__INPUT MATERIAL__

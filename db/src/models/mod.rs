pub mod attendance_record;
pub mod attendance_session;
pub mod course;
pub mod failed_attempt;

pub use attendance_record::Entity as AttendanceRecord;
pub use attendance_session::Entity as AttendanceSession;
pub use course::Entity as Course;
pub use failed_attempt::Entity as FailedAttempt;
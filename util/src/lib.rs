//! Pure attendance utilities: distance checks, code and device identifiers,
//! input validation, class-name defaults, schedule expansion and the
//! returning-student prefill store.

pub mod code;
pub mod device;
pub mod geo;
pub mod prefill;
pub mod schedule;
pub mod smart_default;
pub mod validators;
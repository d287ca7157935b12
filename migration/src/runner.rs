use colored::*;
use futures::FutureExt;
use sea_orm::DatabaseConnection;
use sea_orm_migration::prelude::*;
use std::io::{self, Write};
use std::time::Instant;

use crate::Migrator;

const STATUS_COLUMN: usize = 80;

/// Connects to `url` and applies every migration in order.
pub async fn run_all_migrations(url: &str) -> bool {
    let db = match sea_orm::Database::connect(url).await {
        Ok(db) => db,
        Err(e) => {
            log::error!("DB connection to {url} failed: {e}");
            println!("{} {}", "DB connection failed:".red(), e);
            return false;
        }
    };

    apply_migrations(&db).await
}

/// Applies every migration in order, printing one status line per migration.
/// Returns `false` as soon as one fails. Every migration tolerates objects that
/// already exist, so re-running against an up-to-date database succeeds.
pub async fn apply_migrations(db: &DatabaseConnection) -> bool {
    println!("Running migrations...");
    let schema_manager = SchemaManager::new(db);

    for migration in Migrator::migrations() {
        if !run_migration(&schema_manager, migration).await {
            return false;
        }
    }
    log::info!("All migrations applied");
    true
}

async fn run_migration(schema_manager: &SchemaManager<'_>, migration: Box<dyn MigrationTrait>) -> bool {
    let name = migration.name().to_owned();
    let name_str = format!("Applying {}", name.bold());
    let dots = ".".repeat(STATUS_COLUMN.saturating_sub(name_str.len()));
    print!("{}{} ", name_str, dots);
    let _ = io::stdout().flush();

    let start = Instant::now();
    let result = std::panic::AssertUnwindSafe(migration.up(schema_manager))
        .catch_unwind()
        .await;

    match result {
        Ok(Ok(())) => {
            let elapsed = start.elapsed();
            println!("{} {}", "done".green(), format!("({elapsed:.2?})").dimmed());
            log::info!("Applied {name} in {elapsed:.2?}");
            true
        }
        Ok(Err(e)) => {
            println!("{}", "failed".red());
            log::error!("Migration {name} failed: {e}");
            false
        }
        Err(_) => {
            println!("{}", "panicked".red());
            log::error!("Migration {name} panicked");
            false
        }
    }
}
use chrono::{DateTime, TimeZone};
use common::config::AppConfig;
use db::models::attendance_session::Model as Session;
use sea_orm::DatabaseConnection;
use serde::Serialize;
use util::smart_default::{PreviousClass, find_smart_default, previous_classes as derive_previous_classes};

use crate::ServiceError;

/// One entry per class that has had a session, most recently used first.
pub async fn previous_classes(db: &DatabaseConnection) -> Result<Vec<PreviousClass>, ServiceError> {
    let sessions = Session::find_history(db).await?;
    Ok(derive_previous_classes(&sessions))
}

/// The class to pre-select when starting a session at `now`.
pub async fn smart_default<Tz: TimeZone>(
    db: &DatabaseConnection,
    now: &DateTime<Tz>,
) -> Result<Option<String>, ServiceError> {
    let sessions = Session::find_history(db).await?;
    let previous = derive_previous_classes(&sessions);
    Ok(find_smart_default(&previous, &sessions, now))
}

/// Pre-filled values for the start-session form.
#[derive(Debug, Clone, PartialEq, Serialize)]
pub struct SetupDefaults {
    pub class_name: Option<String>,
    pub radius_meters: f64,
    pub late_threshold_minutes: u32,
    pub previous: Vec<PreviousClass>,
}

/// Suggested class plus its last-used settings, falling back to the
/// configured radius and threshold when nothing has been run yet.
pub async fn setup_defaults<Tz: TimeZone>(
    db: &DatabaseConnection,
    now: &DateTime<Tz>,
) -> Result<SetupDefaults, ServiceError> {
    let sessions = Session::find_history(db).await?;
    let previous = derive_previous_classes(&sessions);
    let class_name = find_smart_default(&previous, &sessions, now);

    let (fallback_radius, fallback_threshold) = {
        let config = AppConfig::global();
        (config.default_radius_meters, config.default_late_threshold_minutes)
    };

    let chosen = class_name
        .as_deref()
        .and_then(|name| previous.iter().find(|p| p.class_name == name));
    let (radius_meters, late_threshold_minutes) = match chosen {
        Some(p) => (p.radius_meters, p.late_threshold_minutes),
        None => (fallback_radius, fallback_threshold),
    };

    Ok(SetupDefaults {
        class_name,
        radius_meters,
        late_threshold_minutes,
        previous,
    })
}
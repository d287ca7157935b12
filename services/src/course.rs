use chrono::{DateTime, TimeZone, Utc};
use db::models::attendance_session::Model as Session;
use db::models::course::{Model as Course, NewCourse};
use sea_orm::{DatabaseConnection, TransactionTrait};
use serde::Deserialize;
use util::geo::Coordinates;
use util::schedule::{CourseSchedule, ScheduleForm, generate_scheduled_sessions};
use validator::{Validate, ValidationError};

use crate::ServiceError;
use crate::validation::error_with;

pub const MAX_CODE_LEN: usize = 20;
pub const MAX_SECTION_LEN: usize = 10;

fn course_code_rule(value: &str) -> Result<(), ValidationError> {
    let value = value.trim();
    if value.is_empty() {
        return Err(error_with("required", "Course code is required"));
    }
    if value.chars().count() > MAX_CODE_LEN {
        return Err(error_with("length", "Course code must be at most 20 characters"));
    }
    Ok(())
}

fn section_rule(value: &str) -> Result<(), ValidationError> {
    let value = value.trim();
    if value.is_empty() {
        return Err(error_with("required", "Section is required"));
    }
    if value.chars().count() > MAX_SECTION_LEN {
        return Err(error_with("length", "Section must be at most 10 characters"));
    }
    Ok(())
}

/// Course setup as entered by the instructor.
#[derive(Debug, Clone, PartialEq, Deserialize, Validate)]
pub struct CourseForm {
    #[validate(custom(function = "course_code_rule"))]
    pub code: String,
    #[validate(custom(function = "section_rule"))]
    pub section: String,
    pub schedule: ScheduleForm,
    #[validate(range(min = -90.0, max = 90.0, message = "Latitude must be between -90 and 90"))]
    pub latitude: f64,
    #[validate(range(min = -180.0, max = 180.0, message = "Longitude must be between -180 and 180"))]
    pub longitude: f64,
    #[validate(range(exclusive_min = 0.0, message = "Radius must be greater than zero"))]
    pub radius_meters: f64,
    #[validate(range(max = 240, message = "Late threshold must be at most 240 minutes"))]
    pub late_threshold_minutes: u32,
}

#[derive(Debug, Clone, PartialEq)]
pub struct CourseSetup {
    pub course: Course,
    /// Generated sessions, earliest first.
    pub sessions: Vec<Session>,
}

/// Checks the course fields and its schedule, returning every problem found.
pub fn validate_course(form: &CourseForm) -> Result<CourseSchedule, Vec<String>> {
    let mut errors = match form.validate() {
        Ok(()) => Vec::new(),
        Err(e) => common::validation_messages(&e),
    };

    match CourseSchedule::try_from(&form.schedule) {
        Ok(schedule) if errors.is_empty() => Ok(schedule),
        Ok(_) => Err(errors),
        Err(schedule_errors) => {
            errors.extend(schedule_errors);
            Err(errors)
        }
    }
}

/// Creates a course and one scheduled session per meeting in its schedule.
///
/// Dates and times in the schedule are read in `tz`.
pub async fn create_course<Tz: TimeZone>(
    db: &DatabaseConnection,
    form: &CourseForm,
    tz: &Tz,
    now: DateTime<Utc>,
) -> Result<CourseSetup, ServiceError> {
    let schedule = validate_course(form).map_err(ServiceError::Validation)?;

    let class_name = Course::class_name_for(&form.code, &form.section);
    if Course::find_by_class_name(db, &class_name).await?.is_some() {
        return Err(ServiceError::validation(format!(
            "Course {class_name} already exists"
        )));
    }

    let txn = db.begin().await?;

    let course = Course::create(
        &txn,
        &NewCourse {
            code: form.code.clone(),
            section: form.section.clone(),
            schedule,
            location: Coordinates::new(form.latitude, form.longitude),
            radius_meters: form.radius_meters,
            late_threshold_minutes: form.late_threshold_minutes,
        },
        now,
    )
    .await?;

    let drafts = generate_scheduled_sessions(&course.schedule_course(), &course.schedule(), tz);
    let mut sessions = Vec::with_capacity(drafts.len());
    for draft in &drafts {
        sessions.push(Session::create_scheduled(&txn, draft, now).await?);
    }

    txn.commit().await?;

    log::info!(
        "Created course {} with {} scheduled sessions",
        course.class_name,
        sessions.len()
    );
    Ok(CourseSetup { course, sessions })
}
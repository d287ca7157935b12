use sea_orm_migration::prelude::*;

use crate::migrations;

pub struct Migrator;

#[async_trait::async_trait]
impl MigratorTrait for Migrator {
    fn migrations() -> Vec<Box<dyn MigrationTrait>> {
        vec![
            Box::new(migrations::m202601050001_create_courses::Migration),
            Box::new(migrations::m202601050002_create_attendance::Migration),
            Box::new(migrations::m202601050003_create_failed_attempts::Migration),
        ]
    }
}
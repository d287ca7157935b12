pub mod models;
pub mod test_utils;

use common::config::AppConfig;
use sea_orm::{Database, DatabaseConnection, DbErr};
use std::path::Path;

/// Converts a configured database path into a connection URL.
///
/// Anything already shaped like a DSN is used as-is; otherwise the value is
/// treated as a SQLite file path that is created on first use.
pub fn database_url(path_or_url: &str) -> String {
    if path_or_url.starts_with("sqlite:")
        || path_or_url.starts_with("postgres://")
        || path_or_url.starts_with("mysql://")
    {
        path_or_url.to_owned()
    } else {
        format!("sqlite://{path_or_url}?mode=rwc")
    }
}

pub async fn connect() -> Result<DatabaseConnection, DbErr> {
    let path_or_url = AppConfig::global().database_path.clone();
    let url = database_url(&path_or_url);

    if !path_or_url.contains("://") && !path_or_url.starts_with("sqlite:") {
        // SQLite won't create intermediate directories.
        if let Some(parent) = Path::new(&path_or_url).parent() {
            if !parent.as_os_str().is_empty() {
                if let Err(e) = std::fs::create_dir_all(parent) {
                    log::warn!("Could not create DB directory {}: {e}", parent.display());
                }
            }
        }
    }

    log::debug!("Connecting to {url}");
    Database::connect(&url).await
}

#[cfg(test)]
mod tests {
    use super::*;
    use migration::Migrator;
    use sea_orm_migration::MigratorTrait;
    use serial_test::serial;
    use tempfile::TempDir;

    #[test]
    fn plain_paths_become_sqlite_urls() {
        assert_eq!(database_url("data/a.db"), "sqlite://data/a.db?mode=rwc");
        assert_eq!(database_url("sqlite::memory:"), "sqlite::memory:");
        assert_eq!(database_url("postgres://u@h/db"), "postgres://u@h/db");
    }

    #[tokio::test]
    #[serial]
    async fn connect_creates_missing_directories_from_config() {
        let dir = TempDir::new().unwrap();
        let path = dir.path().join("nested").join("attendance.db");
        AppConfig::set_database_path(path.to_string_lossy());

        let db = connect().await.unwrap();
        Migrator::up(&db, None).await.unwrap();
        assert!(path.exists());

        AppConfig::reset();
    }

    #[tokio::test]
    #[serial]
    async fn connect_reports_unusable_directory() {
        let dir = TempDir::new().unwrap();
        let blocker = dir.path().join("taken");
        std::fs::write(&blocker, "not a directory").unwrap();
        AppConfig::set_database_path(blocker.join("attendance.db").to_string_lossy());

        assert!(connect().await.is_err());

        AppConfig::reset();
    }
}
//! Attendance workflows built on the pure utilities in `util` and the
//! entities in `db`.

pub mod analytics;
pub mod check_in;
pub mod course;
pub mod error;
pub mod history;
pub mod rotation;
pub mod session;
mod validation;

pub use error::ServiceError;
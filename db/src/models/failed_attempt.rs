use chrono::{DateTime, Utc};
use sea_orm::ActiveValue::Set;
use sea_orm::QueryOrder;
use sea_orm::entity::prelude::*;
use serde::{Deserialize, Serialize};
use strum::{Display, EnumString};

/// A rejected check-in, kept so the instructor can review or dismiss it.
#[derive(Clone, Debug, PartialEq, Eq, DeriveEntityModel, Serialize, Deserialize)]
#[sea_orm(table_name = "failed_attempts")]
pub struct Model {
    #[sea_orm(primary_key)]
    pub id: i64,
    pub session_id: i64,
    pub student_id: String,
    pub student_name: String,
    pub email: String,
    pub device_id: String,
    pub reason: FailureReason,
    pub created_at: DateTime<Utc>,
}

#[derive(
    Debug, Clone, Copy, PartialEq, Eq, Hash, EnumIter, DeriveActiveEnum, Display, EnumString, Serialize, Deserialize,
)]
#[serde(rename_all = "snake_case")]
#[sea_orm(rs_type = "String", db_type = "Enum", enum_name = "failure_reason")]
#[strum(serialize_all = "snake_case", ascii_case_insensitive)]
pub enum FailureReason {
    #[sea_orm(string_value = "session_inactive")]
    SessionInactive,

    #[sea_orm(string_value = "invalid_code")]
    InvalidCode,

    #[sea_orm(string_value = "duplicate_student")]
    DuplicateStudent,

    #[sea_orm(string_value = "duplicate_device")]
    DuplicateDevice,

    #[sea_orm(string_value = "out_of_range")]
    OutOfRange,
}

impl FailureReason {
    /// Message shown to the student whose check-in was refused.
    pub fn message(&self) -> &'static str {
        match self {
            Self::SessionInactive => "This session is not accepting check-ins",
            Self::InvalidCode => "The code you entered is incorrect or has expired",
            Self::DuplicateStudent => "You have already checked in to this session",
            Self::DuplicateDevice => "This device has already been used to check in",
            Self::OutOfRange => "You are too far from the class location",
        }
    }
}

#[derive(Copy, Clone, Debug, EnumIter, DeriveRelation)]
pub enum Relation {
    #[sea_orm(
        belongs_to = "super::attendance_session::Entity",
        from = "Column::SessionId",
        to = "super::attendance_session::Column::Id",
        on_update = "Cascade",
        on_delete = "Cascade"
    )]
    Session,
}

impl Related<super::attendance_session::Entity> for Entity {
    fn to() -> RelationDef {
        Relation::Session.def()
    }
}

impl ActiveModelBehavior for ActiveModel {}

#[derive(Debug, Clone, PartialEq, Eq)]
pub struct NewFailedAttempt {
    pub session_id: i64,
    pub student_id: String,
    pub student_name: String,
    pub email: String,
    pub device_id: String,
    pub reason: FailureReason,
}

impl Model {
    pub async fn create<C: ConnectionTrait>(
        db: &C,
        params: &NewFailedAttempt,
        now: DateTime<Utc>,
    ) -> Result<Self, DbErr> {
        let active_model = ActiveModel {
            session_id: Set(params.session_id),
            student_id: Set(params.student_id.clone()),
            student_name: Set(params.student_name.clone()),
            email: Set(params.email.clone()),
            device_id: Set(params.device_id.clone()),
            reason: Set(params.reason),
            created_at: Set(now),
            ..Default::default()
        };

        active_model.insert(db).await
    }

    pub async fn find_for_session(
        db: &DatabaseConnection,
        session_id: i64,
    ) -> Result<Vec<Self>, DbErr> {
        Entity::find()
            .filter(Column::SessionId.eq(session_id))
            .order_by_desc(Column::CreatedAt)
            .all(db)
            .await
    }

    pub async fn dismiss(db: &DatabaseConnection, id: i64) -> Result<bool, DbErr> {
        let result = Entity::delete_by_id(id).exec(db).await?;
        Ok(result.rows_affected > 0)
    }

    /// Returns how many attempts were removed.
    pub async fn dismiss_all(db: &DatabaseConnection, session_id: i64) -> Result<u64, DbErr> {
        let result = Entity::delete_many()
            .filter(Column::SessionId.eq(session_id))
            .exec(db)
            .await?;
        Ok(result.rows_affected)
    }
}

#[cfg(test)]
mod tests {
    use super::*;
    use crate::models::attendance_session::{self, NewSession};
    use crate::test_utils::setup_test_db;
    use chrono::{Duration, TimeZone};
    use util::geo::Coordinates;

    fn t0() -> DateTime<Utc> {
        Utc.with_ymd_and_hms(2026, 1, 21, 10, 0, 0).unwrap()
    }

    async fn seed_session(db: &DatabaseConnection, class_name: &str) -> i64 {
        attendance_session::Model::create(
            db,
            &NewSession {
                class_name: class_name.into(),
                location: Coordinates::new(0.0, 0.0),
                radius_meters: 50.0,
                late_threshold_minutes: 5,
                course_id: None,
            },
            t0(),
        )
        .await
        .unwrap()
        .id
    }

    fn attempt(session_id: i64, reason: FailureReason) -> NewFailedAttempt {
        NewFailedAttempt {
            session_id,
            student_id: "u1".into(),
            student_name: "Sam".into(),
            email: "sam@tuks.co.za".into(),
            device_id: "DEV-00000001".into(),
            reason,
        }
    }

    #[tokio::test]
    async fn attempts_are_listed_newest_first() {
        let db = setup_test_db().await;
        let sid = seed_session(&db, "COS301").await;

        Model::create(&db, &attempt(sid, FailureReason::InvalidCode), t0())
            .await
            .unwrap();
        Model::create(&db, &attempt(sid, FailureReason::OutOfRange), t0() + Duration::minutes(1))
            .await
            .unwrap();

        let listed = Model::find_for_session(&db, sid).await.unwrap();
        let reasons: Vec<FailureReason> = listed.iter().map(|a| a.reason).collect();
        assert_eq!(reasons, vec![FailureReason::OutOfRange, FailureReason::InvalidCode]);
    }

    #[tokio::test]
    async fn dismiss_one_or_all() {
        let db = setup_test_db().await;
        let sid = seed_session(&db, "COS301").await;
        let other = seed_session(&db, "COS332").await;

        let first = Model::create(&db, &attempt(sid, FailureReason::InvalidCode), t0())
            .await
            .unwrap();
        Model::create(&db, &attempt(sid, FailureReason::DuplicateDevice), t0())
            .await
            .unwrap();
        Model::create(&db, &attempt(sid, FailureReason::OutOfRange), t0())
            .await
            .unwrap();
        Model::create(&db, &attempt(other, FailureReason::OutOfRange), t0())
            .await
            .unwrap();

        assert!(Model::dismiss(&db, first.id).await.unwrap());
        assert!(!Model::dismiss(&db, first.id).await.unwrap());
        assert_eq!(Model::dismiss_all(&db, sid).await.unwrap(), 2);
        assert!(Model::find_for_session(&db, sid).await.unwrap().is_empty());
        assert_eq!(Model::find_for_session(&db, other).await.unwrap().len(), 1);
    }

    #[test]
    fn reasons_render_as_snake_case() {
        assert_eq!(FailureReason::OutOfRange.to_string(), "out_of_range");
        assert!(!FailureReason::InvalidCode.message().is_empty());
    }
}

__TASK OBJECTIVE__
From the listing above, return the lines starting at the one with "let _ = io::stdout().flush();" and ending at the one with "let elapsed = start.elapsed();", both kept, exactly as they appear and nothing more.

__SOLUTION__
    let _ = io::stdout().flush();

    let start = Instant::now();
    let result = std::panic::AssertUnwindSafe(migration.up(schema_manager))
        .catch_unwind()
        .await;

    match result {
        Ok(Ok(())) => {
            let elapsed = start.elapsed();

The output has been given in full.